*Collected data*:
=== Section Start ===

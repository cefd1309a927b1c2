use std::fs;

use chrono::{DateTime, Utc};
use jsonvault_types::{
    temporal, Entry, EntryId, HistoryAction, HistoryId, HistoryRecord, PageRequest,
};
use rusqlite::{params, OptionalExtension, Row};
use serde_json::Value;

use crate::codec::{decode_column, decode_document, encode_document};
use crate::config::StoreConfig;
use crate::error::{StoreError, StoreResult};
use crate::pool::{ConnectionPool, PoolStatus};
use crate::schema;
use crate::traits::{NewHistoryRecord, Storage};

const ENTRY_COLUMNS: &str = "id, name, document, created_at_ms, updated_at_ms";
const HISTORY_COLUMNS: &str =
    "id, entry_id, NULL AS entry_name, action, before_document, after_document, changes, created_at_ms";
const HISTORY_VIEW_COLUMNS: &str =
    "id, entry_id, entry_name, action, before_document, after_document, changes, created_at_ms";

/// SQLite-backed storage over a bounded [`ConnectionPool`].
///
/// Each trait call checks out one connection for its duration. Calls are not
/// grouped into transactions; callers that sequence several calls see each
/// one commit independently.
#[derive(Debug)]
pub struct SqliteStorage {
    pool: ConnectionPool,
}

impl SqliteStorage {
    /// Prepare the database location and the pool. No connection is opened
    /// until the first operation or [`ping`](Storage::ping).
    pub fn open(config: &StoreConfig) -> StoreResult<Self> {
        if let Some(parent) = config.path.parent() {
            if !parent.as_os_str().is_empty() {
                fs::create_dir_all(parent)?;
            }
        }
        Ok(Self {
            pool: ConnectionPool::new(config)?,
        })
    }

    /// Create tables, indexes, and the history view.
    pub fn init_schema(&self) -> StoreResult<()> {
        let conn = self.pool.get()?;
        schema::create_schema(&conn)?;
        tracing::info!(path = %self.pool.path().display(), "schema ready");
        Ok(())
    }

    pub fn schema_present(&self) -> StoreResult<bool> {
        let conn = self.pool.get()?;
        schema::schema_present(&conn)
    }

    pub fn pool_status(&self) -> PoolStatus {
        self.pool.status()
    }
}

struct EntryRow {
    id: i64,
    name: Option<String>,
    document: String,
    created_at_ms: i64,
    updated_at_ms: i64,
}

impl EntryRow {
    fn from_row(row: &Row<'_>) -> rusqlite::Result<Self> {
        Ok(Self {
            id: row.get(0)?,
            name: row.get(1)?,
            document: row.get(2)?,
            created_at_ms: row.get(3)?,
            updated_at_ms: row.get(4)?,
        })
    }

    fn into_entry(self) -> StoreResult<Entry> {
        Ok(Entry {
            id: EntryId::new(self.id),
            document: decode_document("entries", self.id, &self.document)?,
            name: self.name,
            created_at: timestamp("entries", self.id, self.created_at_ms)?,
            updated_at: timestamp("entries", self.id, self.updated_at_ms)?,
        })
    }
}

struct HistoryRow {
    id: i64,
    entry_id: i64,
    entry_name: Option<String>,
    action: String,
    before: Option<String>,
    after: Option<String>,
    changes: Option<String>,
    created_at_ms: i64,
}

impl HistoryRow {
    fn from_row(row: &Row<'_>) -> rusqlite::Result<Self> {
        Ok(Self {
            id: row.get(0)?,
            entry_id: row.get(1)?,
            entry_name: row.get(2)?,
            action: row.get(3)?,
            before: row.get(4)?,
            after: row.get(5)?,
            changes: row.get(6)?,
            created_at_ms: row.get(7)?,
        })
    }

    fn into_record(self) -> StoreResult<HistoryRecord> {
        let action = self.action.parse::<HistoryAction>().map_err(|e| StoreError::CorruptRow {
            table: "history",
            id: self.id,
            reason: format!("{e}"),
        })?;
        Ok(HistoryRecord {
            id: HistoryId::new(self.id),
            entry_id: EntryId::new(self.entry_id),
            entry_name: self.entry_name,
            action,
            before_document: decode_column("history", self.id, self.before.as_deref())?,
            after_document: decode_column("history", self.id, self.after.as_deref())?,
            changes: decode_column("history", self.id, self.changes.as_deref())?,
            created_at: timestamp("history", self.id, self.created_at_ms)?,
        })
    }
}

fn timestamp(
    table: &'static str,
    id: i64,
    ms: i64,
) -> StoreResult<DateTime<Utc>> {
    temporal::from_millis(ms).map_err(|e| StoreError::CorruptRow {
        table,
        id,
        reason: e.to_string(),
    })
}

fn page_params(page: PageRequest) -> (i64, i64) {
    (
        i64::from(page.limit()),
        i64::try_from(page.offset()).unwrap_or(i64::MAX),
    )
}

=== Section End ===
=== Section Start ===

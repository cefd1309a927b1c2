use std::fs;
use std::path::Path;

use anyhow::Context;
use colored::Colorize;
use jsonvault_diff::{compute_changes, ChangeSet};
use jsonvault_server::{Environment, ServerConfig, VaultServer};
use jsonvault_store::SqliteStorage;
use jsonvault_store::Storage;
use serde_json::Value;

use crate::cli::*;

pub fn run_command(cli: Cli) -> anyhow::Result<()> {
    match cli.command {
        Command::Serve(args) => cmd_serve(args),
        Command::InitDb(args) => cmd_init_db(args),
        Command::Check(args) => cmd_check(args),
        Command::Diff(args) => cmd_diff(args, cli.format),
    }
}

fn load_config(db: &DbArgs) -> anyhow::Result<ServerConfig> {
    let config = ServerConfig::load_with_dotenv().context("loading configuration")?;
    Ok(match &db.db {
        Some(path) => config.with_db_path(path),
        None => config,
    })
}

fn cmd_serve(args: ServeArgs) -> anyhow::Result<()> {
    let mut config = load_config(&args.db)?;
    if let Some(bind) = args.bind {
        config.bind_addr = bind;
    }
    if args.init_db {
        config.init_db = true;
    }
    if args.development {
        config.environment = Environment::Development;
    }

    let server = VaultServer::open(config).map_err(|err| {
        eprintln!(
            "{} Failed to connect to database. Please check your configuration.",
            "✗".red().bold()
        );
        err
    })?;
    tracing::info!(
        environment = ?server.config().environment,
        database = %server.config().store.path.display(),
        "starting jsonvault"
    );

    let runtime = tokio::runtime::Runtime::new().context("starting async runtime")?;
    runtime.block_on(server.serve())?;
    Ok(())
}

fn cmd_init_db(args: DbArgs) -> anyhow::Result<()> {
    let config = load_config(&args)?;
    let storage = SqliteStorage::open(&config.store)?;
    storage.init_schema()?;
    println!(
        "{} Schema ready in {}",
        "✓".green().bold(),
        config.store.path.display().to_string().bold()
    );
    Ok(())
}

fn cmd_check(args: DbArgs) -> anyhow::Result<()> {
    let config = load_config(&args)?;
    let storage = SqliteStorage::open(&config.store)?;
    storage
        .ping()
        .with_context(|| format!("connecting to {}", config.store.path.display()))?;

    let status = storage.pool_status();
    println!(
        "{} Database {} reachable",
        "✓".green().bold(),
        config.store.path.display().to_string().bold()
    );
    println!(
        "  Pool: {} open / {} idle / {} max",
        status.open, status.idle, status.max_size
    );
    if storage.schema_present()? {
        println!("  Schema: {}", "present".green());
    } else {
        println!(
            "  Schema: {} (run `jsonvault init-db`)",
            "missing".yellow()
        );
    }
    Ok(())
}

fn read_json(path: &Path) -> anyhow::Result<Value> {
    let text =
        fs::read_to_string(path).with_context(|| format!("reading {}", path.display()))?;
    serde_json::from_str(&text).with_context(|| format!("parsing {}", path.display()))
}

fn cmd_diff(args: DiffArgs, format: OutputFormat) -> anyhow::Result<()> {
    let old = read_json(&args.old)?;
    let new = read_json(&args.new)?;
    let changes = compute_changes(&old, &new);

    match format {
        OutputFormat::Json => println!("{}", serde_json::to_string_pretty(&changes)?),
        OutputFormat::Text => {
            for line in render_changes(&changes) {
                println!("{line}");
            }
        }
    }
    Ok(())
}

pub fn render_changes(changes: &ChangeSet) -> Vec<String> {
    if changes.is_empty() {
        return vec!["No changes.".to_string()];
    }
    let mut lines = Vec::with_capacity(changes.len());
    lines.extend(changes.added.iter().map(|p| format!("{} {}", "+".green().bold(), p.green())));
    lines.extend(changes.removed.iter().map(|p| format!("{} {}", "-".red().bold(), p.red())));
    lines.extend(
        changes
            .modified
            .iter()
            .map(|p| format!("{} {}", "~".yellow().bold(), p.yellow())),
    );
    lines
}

=== Section End ===

*Work task*: Using only the data above, copy out the lines that include the word "impl".

*Answer for the task*:
impl SqliteStorage {
impl EntryRow {
impl HistoryRow {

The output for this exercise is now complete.